Hierbei konnte gezeigt werden, dass die TP53-Wildtypzellen nach pTyr-Behandlung eine
erhöhte Aufnahme an Glukose aufwiesen, welche über den Glukosetransporter SGLT-1
stattfand und zu einem vorrübergehend erhöhten ATP-Level führte. Gleichzeitig sank jedoch
das mitochondriale Membranpotential ab, was für eine reduzierte Aktivität der Mitochondrien
spricht. Die Anzahl an Mitochondrien sank ebenfalls kurzzeitig ab, stabilisierte sich nach
16 Stunden jedoch wieder.
Die Ursache liegt vermutlich darin, dass die Zellen ihre Energiegewinnung von
mitochondrialer Atmung auf die bei Bestrahlung stabilere Laktatfermentation verschieben.

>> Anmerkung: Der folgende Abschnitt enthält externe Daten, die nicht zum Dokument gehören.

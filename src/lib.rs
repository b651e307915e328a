// SPDX-License-Identifier: AGPL-3.0-or-later
//! Quorumup: single-node provisioning for a clustered coordination service
//!
//! Running `quorumup install` turns the local machine into a server member
//! of the coordination-service cluster. The work is a fixed, fail-fast
//! sequence of external provisioning steps (bootstrap, verify, install,
//! configure, start) driven by the [`install::Installer`].
//!
//! # Features
//!
//! * **Ordered provisioning pipeline:** one linear step sequence, stopping
//!   at the first failure and propagating its exit code
//! * **Derived cluster identity:** self IP and server count are resolved
//!   once per run and shared across steps
//! * **Pluggable process execution:** external scripts run through the
//!   [`exec::CommandRunner`] capability, so tests never touch the network

pub mod error;
pub mod exec;
pub mod install;

pub use error::{InstallError, Result};
pub use exec::{CommandRunner, ExecResult, ShellRunner};
pub use install::{InstallContext, InstallState, Installer};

Der vorübergehende Abfall der Mitochondrienzahl ist wahrscheinlich durch Mitophagie
bedingt, hierfür spricht auch der beobachtete Anstieg des Autophagie-Initiatorproteins
AMPK. Das vorübergehende Absinken der Mitochondrienzahl konnte auch auf molekularer
Ebene auf der Basis des Proteinlevels der Cytochrom-C-Oxidase 2 (COX2) und dessen für
den Einbau in den COX-Komplex notwendigen Faktor SCO2 bestätigt werden.
Offenbar führt eine pTyr-Inkubation zu einem Abbau von wahrscheinlich älteren oder
defekten Mitochondrien und einer anschließenden Neusynthese. Gleichzeitig wird aber die
Aktivität der Mitochondrien herabgesetzt, was die Zellen vor einem erhöhten ROS-Level
nach Bestrahlung schützt. Die Zelle wird ihre notwendige Energie stattdessen durch die
Glykolyse decken, für die sie aufgrund der herabgesetzten Effektivität eine gesteigerte Menge
an Glukose aufnimmt.
Zusammenfassend kann man festhalten, dass pTyr sowohl einen positiven Einfluss auf die
DNA-Reparatur hat, als auch Einfluss auf den Metabolismus der TP53-Wildtypzellen ausübt
und ihnen damit bessere Voraussetzung schafft, wenn es anschließend zu einer Bestrahlung
der Zellen kommt.
Es ist zu hoffen, dass diese Erkenntnisse in Zukunft zu einer nebenwirkungsärmeren und
sogar effektiveren Strahlentherapie von Krebspatienten führen werden.